### What needs to be done
Transcribe the data below verbatim from the line with "#[derive(Parser, Debug)]" to the line with "async fn main()". Include both of those lines.

### Data for this exercise
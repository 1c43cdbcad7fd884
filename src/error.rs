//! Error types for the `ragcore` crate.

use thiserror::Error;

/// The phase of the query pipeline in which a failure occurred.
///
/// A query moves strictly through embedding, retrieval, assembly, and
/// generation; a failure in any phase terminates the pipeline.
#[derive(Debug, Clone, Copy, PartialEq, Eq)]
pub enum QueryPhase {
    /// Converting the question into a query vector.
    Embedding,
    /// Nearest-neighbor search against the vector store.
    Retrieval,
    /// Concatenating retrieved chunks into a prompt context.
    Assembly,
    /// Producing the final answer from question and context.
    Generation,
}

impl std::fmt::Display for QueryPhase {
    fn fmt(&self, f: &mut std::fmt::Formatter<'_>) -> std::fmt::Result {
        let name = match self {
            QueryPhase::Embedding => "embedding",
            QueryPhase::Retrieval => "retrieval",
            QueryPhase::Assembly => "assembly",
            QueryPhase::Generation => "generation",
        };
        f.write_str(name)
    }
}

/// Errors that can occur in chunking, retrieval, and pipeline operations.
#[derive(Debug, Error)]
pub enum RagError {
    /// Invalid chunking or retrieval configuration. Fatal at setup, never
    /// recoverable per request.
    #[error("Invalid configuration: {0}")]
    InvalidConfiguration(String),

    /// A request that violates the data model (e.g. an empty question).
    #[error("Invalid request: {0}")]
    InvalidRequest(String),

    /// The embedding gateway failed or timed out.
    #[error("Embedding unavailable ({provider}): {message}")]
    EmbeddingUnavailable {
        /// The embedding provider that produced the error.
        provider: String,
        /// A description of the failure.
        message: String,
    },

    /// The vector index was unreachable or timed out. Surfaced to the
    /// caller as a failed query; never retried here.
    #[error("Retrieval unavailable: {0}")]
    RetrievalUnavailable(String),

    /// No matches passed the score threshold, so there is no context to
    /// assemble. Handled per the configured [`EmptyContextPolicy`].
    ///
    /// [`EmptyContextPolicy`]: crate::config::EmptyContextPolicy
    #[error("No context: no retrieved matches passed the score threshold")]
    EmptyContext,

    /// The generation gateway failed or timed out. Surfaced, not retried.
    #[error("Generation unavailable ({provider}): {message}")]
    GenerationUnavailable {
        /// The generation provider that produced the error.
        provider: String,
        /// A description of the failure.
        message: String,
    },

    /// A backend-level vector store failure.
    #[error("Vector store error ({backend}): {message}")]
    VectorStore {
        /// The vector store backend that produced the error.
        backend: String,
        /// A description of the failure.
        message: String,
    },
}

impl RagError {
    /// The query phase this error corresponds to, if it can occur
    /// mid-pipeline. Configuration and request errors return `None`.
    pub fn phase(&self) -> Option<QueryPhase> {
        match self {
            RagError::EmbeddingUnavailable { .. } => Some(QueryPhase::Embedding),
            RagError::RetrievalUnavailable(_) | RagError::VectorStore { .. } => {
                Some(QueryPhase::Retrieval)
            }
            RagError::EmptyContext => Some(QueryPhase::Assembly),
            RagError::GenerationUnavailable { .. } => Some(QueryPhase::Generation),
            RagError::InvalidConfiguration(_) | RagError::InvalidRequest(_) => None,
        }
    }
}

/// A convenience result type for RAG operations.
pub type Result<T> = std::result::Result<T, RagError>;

--

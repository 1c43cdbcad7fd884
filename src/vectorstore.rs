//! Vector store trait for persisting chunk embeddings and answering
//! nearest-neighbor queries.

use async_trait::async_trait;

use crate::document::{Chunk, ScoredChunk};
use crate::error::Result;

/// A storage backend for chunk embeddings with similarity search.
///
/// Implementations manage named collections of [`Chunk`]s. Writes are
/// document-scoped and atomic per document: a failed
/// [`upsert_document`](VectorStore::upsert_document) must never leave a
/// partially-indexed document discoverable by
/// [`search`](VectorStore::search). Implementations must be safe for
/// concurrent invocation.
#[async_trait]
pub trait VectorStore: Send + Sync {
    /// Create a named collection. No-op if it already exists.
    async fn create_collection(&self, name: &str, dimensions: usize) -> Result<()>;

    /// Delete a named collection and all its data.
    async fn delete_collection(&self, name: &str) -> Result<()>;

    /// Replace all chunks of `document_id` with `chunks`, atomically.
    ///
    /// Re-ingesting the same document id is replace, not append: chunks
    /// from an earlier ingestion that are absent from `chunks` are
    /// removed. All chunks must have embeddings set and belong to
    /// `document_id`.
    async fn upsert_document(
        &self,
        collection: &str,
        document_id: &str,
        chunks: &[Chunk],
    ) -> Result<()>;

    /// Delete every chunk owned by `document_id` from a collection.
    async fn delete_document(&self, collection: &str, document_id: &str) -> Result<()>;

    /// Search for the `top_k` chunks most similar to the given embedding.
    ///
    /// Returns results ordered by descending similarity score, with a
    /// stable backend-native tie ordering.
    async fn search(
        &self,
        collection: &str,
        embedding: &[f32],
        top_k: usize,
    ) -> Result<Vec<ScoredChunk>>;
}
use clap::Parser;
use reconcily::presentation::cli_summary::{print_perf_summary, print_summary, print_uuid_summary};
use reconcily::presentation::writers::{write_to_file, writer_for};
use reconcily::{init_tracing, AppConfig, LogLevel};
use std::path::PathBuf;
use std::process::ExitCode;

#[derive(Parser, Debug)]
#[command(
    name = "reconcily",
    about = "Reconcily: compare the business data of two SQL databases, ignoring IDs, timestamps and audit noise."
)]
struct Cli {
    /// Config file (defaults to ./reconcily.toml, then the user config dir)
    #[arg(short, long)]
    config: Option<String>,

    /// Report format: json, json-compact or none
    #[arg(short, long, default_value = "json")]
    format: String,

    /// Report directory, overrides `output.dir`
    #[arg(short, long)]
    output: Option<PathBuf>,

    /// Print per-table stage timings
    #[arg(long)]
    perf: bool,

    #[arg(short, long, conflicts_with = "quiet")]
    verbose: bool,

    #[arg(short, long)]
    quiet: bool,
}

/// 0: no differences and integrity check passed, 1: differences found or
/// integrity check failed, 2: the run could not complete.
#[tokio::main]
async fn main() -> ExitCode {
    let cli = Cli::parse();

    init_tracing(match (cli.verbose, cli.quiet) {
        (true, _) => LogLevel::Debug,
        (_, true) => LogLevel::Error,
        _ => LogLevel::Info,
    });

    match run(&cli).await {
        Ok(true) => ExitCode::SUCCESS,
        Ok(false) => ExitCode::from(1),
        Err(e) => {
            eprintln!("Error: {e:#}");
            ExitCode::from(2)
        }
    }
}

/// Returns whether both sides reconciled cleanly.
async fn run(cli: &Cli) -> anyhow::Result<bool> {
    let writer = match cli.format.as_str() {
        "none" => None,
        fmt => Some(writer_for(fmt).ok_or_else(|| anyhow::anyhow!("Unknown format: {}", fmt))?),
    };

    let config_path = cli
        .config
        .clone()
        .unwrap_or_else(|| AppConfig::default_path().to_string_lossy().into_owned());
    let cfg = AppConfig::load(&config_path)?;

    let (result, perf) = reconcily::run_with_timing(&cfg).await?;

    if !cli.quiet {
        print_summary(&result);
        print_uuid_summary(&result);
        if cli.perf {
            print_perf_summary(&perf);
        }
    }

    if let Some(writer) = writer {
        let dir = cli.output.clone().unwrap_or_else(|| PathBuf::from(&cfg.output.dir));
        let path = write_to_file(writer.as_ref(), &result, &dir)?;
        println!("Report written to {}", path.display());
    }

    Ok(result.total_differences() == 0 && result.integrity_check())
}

### Answer section
#[derive(Parser, Debug)]
#[command(
    name = "reconcily",
    about = "Reconcily: compare the business data of two SQL databases, ignoring IDs, timestamps and audit noise."
)]
struct Cli {
    /// Config file (defaults to ./reconcily.toml, then the user config dir)
    #[arg(short, long)]
    config: Option<String>,

    /// Report format: json, json-compact or none
    #[arg(short, long, default_value = "json")]
    format: String,

    /// Report directory, overrides `output.dir`
    #[arg(short, long)]
    output: Option<PathBuf>,

    /// Print per-table stage timings
    #[arg(long)]
    perf: bool,

    #[arg(short, long, conflicts_with = "quiet")]
    verbose: bool,

    #[arg(short, long)]
    quiet: bool,
}

/// 0: no differences and integrity check passed, 1: differences found or
/// integrity check failed, 2: the run could not complete.
#[tokio::main]
async fn main() -> ExitCode {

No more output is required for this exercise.